Each training data set suffers from class imbalance, with many more FT than TT, so we performed a so-called “class weighting scheme” as implemented in the e1071 R package [36]. Penalization parameters for each class are defined as \( {C}_1=\frac{1}{n_1}*\frac{1}{sum\;\left(1/{n}_1\right)} \) and \( {C}_2=\frac{1}{n_2}*\frac{1}{sum\;\left(1/{n}_2\right)}. \) Where \( {n}_1 \) is the number of TT and \( {n}_2 \) the number of FT.

Evaluating predictions

We used the Area Under the Curve (AUC) of Receiver Operating Characteristic (ROC) curves to evaluate our predictions [37, 38]. Each AUC evaluation is performed by the roc function from the pROC R package [39]. AUC can be interpreted as the “probability that the classifier will rank a randomly chosen positive instance higher than a randomly chosen negative instance” [40]. Sensitivity and specificity for each ROC were calculated by first finding the minimum distance from the curve to the top left corner (sensitivity = 1, specificity = 1).

TargetExpress validation and performance

To evaluate the robustness of our SVM classification model (TargetExpress) we varied the True Target definition “t < 0 and FDR < fdr” by selecting fdr = 0.01, 0.05, 0.1 and 0.2 to observe how the FDR choice can affect the SVM prediction performance. We decided to evaluate the performance of our model using both cross and independent validation. Cross-validation consists of leaving out data from one experiment, re-training with the other n-1 experiments then testing against the left-out experiment. These results are presented in Additional file 1: Figure S3.

We selected various combinations of methods to test the performance of our model. The “intersect” approach, for any particular target prediction method, consists of only considering targets with higher expression than the median of the whole microarray. This is a quick way of removing genes that are not expressed in the particular experimental context. We also generated versions of TargetExpress that only consider one of the sequence-based target prediction methods, by setting the other scaled scores to the neutral value 0. In total, we calculated AUCs for each left-out experiment using the following methods or combinations: TargetScan, TargetScan-intersect and TargetExpress using only TargetScan scores; microT-CDS, microT-CDS-intersect and TargetExpress using only microT-CDS scores; a sum of TargetScan and microT-CDS scores, sum of TargetScan and microT-CDS scores-intersect and TargetExpress using both TargetScan and microT-CDS scores. Here we selected only TargetScan and microT-CDS scores given they have the top two AUC scores (Additional file 1: Figure S3).

Since we used the human and mouse data to train TargetExpress, we also wanted to evaluate its performance against a truly independent dataset. We selected zebrafish experiments performed under three different cellular conditions: developing embryo, and cell-sorted central nervous system or muscle cells. These experiments were designed to discover targets regulated by dre-miR-430, dre-miR124 and dre-miR-1/133, respectively. We defined TT and FT as before.

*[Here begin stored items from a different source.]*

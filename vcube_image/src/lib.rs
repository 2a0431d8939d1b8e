//! Image output for the vcube engine.
//!
//! Turns aggregated float arrays into colorized PNGs, assembles the per-scene
//! animation, and renders the time-series trend chart.

pub mod colormap;
pub use colormap::Colormap;
pub mod gif;
pub use gif::write_gif;
pub mod label;
pub use label::{draw_label, draw_text};
pub mod plot;
pub use plot::write_trend_plot;
pub mod render;
pub use render::{colorize, compose_rgb, png_bytes, to_image};
use super::date_or_default;
use anyhow::Result;
use std::path::PathBuf;
use vcube_core::{GeoBBox, JobSink};
use vcube_pipeline::ExtractConfig;

#[derive(clap::Args, Debug)]
#[command(arg_required_else_help = true, disable_version_flag = true)]
pub struct Subcommand {
	/// Bounding box as 'west,south,east,north' in WGS84 degrees
	#[arg(long)]
	pub bbox: String,

	/// Start date (YYYY-MM-DD), defaults to one month ago
	#[arg(long)]
	pub start_date: Option<String>,

	/// End date (YYYY-MM-DD), defaults to today
	#[arg(long)]
	pub end_date: Option<String>,

	/// Maximum cloud cover percentage
	#[arg(long, default_value_t = 30.0)]
	pub cloud_cover: f64,

	/// Comma-separated list of bands to extract
	#[arg(long, default_value = "red,green,blue")]
	pub bands: String,

	/// Output directory; also receives the runtime.log of the job
	#[arg(long)]
	pub output_dir: PathBuf,

	/// Number of parallel scene workers
	#[arg(long, default_value_t = 1)]
	pub workers: usize,

	/// Pack the extracted GeoTIFFs into tiff_files.zip. Default: true
	#[arg(long)]
	pub zip_output: Option<bool>,

	/// Thin out dense time ranges to one scene per cadence bucket
	#[arg(long)]
	pub smart_filter: bool,

	/// STAC collection (sentinel-2-l2a or landsat-c2-l2)
	#[arg(long, default_value = "sentinel-2-l2a")]
	pub collection: String,
}

#[tokio::main]
pub async fn run(arguments: &Subcommand) -> Result<()> {
	let config = ExtractConfig {
		bbox: GeoBBox::from_list(&arguments.bbox)?,
		start_date: date_or_default(&arguments.start_date, 30)?,
		end_date: date_or_default(&arguments.end_date, 0)?,
		cloud_cover: arguments.cloud_cover,
		bands_list: arguments
			.bands
			.split(',')
			.map(|band| band.trim().to_string())
			.filter(|band| !band.is_empty())
			.collect(),
		output_dir: arguments.output_dir.clone(),
		workers: arguments.workers,
		zip_output: arguments.zip_output.unwrap_or(true),
		smart_filter: arguments.smart_filter,
		collection: arguments.collection.clone(),
	};

	std::fs::create_dir_all(&config.output_dir)?;
	let sink = JobSink::to_file(&config.output_dir.join("runtime.log"))?;
	vcube_pipeline::extract(&config, &sink).await
}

Target predictions for present genes

A simplistic approach to obtain cell-type specific targets, mentioned in the Introduction, is working only with genes that are detected as being expressed (or “present”) in the condition of interest. To test this idea in a more sophisticated manner than the “intersect” approach mentioned above, we restricted target predictions for zebrafish to those called “present” in each condition using the mas5calls function from the affy R package [33].

Validation with RNA-Seq data

To test our method with a different kind of expression data, we downloaded the raw sequences from a Zebrafish RNA-Seq and ribosome profiling experiment designed to discover dre-miR-430 targets (Short Read Archive SRP010040/GEO accession GSE34743) [2]. We converted the Short Read Archive files (SRA) to fastq format using fastq-dump from the SRA toolkit [41]. All samples were 3’-adapter trimmed using reaper [42], then mapped to the zebrafish genome (Zv9) downloaded from Ensembl [43] using Bowtie 2 [44]. We quantified gene expression in all samples by overlapping the mapped reads to gene locations, using the GenomicFeatures R package [45]. We analysed both types of experiment: mRNA-Seq and ribosome protected fragments (ribosome profiling). For both kinds of profiles we performed differential expression analysis using the edgeR R package [46]. The results for the differential expression analysis are included in Additional file 1: Table S1. We then defined True Targets and False Targets, and calculated AUCs, as for the microarray experiments.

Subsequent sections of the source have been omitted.